START SUPPLIED RECORDS
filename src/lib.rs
pub mod config;
pub mod dataset;
pub mod error;

// Search engine
pub mod search;

// Command-line consumer
pub mod cli;

// Utilities
pub mod utils;

// Re-exports
pub use config::Settings;
pub use dataset::DatasetStore;
pub use error::{Error, Result};
pub use search::SearchEngine;
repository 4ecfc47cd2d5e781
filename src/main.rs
use anyhow::Context;
use clap::Parser;
use finder::{
    cli::{
        commands::{self, TagArgs},
        Cli, Commands,
    },
    DatasetStore, SearchEngine, Settings,
};
use std::io;
use tracing::info;
use tracing_subscriber::{layer::SubscriberExt, util::SubscriberInitExt};

#[tokio::main]
async fn main() -> anyhow::Result<()> {
    // Load environment variables from .env file if it exists
    let _ = dotenvy::dotenv();

    // Logs go to stderr so stdout stays pipeable
    tracing_subscriber::registry()
        .with(
            tracing_subscriber::EnvFilter::try_from_default_env()
                .unwrap_or_else(|_| "info,finder=debug".into()),
        )
        .with(tracing_subscriber::fmt::layer().with_writer(io::stderr))
        .init();

    let cli = Cli::parse();

    let settings = match &cli.config {
        Some(path) => Settings::from_file(path)?,
        None => Settings::from_env()?,
    };
    settings.validate()?;

    let mut store = DatasetStore::from_settings(&settings)?;
    info!("Dataset source: {}", store.source());

    if let Commands::Refresh = cli.command {
        store.invalidate().context("Failed to clear cached dataset")?;
    }

    let loaded = store.load().await;
    let dataset = match loaded {
        Ok(dataset) => dataset,
        Err(e) => anyhow::bail!(
            "Failed to load recipes from {}: {}",
            store.source(),
            e.log_safe()
        ),
    };
    let mut engine = SearchEngine::new(dataset);

    let stdout = io::stdout();
    let mut out = stdout.lock();

    match cli.command {
        Commands::Search {
            query,
            ingredients,
            appliances,
            utensils,
        } => {
            let tags = TagArgs {
                ingredients,
                appliances,
                utensils,
            };
            commands::search(&mut engine, query.as_deref(), &tags, &mut out)?;
        }
        Commands::Facets { facet, filter } => {
            commands::facets(&engine, facet, filter.as_deref(), &mut out)?;
        }
        Commands::Shell => {
            let stdin = io::stdin();
            commands::shell(&mut engine, stdin.lock(), &mut out)?;
        }
        Commands::Refresh => {
            use std::io::Write;
            writeln!(
                out,
                "\x1b[32m\u{2713}\x1b[0m Reloaded {} recipes",
                engine.dataset().len()
            )?;
        }
    }

    Ok(())
}
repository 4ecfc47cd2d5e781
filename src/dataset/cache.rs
use crate::error::{Error, Result};
use std::collections::HashMap;
use std::fs;
use std::io::ErrorKind;
use std::path::{Path, PathBuf};
use tracing::debug;

/// Key under which the raw dataset document is stored
pub const CACHE_KEY: &str = "recipes";

/// Key-value store holding opaque text blobs
pub trait Cache {
    fn get(&self, key: &str) -> Result<Option<String>>;
    fn set(&mut self, key: &str, value: &str) -> Result<()>;
    fn remove(&mut self, key: &str) -> Result<()>;
}

impl<C: Cache + ?Sized> Cache for Box<C> {
    fn get(&self, key: &str) -> Result<Option<String>> {
        (**self).get(key)
    }

    fn set(&mut self, key: &str, value: &str) -> Result<()> {
        (**self).set(key, value)
    }

    fn remove(&mut self, key: &str) -> Result<()> {
        (**self).remove(key)
    }
}

/// Cache that lives as long as the process
#[derive(Debug, Default)]
pub struct MemoryCache {
    entries: HashMap<String, String>,
}

impl MemoryCache {
    pub fn new() -> Self {
        Self::default()
    }
}

impl Cache for MemoryCache {
    fn get(&self, key: &str) -> Result<Option<String>> {
        Ok(self.entries.get(key).cloned())
    }

    fn set(&mut self, key: &str, value: &str) -> Result<()> {
        self.entries.insert(key.to_string(), value.to_string());
        Ok(())
    }

    fn remove(&mut self, key: &str) -> Result<()> {
        self.entries.remove(key);
        Ok(())
    }
}

/// Cache backed by a directory, one file per key
#[derive(Debug, Clone)]
pub struct FileCache {
    dir: PathBuf,
}

impl FileCache {
    pub fn new(dir: impl AsRef<Path>) -> Self {
        Self {
            dir: dir.as_ref().to_path_buf(),
        }
    }

    fn path_for(&self, key: &str) -> Result<PathBuf> {
        if key.is_empty()
            || !key
                .chars()
                .all(|c| c.is_ascii_alphanumeric() || c == '-' || c == '_')
        {
            return Err(Error::Cache(format!("Invalid cache key: {key:?}")));
        }
        Ok(self.dir.join(format!("{key}.json")))
    }
}

impl Cache for FileCache {
    fn get(&self, key: &str) -> Result<Option<String>> {
        let path = self.path_for(key)?;
        match fs::read_to_string(&path) {
            Ok(content) => {
                debug!("Cache hit: {}", path.display());
                Ok(Some(content))
            }
            Err(e) if e.kind() == ErrorKind::NotFound => Ok(None),
            Err(e) => Err(Error::Cache(format!(
                "Failed to read {}: {e}",
                path.display()
            ))),
        }
    }

    fn set(&mut self, key: &str, value: &str) -> Result<()> {
        let path = self.path_for(key)?;
        fs::create_dir_all(&self.dir)?;
        fs::write(&path, value)
            .map_err(|e| Error::Cache(format!("Failed to write {}: {e}", path.display())))?;
        debug!("Cached {} bytes at {}", value.len(), path.display());
        Ok(())
    }

    fn remove(&mut self, key: &str) -> Result<()> {
        let path = self.path_for(key)?;
        match fs::remove_file(&path) {
            Ok(()) => Ok(()),
            Err(e) if e.kind() == ErrorKind::NotFound => Ok(()),
            Err(e) => Err(Error::Cache(format!(
                "Failed to remove {}: {e}",
                path.display()
            ))),
        }
    }
}

#[cfg(test)]
mod tests {
    use super::*;
    use tempfile::tempdir;

    #[test]
    fn test_memory_cache() {
        let mut cache = MemoryCache::new();
        assert_eq!(cache.get(CACHE_KEY).unwrap(), None);

        cache.set(CACHE_KEY, "{\"recipes\":[]}").unwrap();
        assert_eq!(
            cache.get(CACHE_KEY).unwrap().as_deref(),
            Some("{\"recipes\":[]}")
        );

        cache.remove(CACHE_KEY).unwrap();
        assert_eq!(cache.get(CACHE_KEY).unwrap(), None);
    }

    #[test]
    fn test_file_cache_creates_dir_on_write() {
        let dir = tempdir().unwrap();
        let cache_dir = dir.path().join("nested").join("cache");
        let mut cache = FileCache::new(&cache_dir);

        assert_eq!(cache.get(CACHE_KEY).unwrap(), None);
        cache.set(CACHE_KEY, "payload").unwrap();
        assert!(cache_dir.join("recipes.json").exists());

        // A second handle on the same directory sees the entry
        let other = FileCache::new(&cache_dir);
        assert_eq!(other.get(CACHE_KEY).unwrap().as_deref(), Some("payload"));

        cache.remove(CACHE_KEY).unwrap();
        cache.remove(CACHE_KEY).unwrap();
        assert_eq!(other.get(CACHE_KEY).unwrap(), None);
    }

    #[test]
    fn test_file_cache_rejects_path_keys() {
        let dir = tempdir().unwrap();
        let mut cache = FileCache::new(dir.path());
        assert!(cache.set("../escape", "x").is_err());
        assert!(cache.get("").is_err());
    }
}
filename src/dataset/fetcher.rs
use crate::dataset::{redact_url, DataSource};
use crate::error::{Error, Result};
use reqwest::{header, Client};
use std::path::Path;
use std::time::Duration;
use tokio::time::sleep;
use tracing::{debug, warn};
use url::Url;

/// One try plus two retries
pub const DEFAULT_MAX_ATTEMPTS: u32 = 3;
pub const DEFAULT_RETRY_DELAY: Duration = Duration::from_millis(500);
pub const DEFAULT_TIMEOUT: Duration = Duration::from_secs(10);

#[derive(Debug, Clone, Copy, PartialEq, Eq)]
pub struct RetryPolicy {
    /// Total attempts, including the first one
    pub max_attempts: u32,
    /// Fixed pause between two attempts
    pub delay: Duration,
}

impl Default for RetryPolicy {
    fn default() -> Self {
        Self {
            max_attempts: DEFAULT_MAX_ATTEMPTS,
            delay: DEFAULT_RETRY_DELAY,
        }
    }
}

/// Dataset fetcher with a fixed-delay retry policy
pub struct Fetcher {
    client: Client,
    policy: RetryPolicy,
}

impl Fetcher {
    pub fn new(user_agent: String, timeout: Duration, policy: RetryPolicy) -> Result<Self> {
        let client = Client::builder()
            .user_agent(user_agent)
            .timeout(timeout)
            .redirect(reqwest::redirect::Policy::limited(10))
            .build()
            .map_err(Error::Http)?;

        Ok(Self { client, policy })
    }

    pub fn policy(&self) -> RetryPolicy {
        self.policy
    }

    /// Fetch the raw document, retrying every failed attempt
    pub async fn fetch(&self, source: &DataSource) -> Result<String> {
        let max_attempts = self.policy.max_attempts.max(1);
        let mut attempt = 1;

        loop {
            match self.fetch_once(source).await {
                Ok(content) => return Ok(content),
                Err(Error::Fetch(msg)) if attempt < max_attempts => {
                    warn!(
                        "Fetch failed (attempt {}/{}): {}. Retrying in {:?}",
                        attempt, max_attempts, msg, self.policy.delay
                    );
                    attempt += 1;
                    sleep(self.policy.delay).await;
                }
                Err(Error::Fetch(msg)) => {
                    return Err(Error::Fetch(format!(
                        "{msg} (gave up after {attempt} attempts)"
                    )))
                }
                Err(e) => return Err(e),
            }
        }
    }

    async fn fetch_once(&self, source: &DataSource) -> Result<String> {
        match source {
            DataSource::Http(url) => self.fetch_http(url).await,
            DataSource::File(path) => Self::read_file(path).await,
        }
    }

    async fn fetch_http(&self, url: &Url) -> Result<String> {
        let shown = redact_url(url);
        debug!("Fetching: {}", shown);

        let response = self
            .client
            .get(url.clone())
            .header(header::ACCEPT, "application/json")
            .send()
            .await
            .map_err(|e| Error::Fetch(format!("Request to {shown} failed: {}", e.without_url())))?;

        let status = response.status();
        if !status.is_success() {
            return Err(Error::Fetch(format!("HTTP {status} from {shown}")));
        }

        if let Some(ct) = response
            .headers()
            .get(header::CONTENT_TYPE)
            .and_then(|v| v.to_str().ok())
        {
            if !ct.to_lowercase().contains("json") && !ct.starts_with("text/plain") {
                // Static hosts often mislabel .json files
                warn!("Unexpected content type: {} for {}", ct, shown);
            }
        }

        let bytes = response
            .bytes()
            .await
            .map_err(|e| Error::Fetch(format!("Reading body from {shown} failed: {}", e.without_url())))?;

        String::from_utf8(bytes.to_vec())
            .map_err(|e| Error::Parse(format!("Invalid UTF-8 in response: {e}")))
    }

    async fn read_file(path: &Path) -> Result<String> {
        debug!("Reading: {}", path.display());

        let bytes = tokio::fs::read(path)
            .await
            .map_err(|e| Error::Fetch(format!("Reading {} failed: {e}", path.display())))?;

        String::from_utf8(bytes)
            .map_err(|e| Error::Parse(format!("Invalid UTF-8 in {}: {e}", path.display())))
    }
}
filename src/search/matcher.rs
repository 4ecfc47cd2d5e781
//! Boolean predicates deciding whether a recipe matches a query or a tag.
//!
//! Every comparison is a case-insensitive substring test. Nothing is tokenized or scored.

use crate::dataset::Recipe;
use crate::search::facet::Facet;

/// Case-insensitive substring test
pub fn contains_ignore_case(haystack: &str, needle: &str) -> bool {
    if needle.is_empty() {
        return true;
    }
    haystack.to_lowercase().contains(&needle.to_lowercase())
}

/// True if `query` appears in the name, the description, or any ingredient name.
/// An empty query matches every recipe.
pub fn matches_query(recipe: &Recipe, query: &str) -> bool {
    if query.is_empty() {
        return true;
    }
    let needle = query.to_lowercase();
    let hit = |text: &str| text.to_lowercase().contains(&needle);

    hit(&recipe.name)
        || hit(&recipe.description)
        || recipe.ingredients.iter().any(|i| hit(&i.name))
}

/// True if the recipe carries `value` in the given facet
pub fn matches_tag(recipe: &Recipe, facet: Facet, value: &str) -> bool {
    match facet {
        Facet::Ingredient => recipe
            .ingredients
            .iter()
            .any(|i| contains_ignore_case(&i.name, value)),
        Facet::Appliance => contains_ignore_case(&recipe.appliance, value),
        Facet::Utensil => recipe
            .utensils
            .iter()
            .any(|u| contains_ignore_case(u, value)),
    }
}

/// True if the recipe carries every one of `values` in the given facet
pub fn matches_all_tags<S: AsRef<str>>(recipe: &Recipe, facet: Facet, values: &[S]) -> bool {
    values
        .iter()
        .all(|value| matches_tag(recipe, facet, value.as_ref()))
}
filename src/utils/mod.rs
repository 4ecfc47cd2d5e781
// Utility functions
pub mod validation;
END SUPPLIED RECORDS
EXERCISE PROMPT: Would you copy every line of the entries that includes the word "insensitive"?

RESPONSE AREA:
//! Every comparison is a case-insensitive substring test. Nothing is tokenized or scored.
/// Case-insensitive substring test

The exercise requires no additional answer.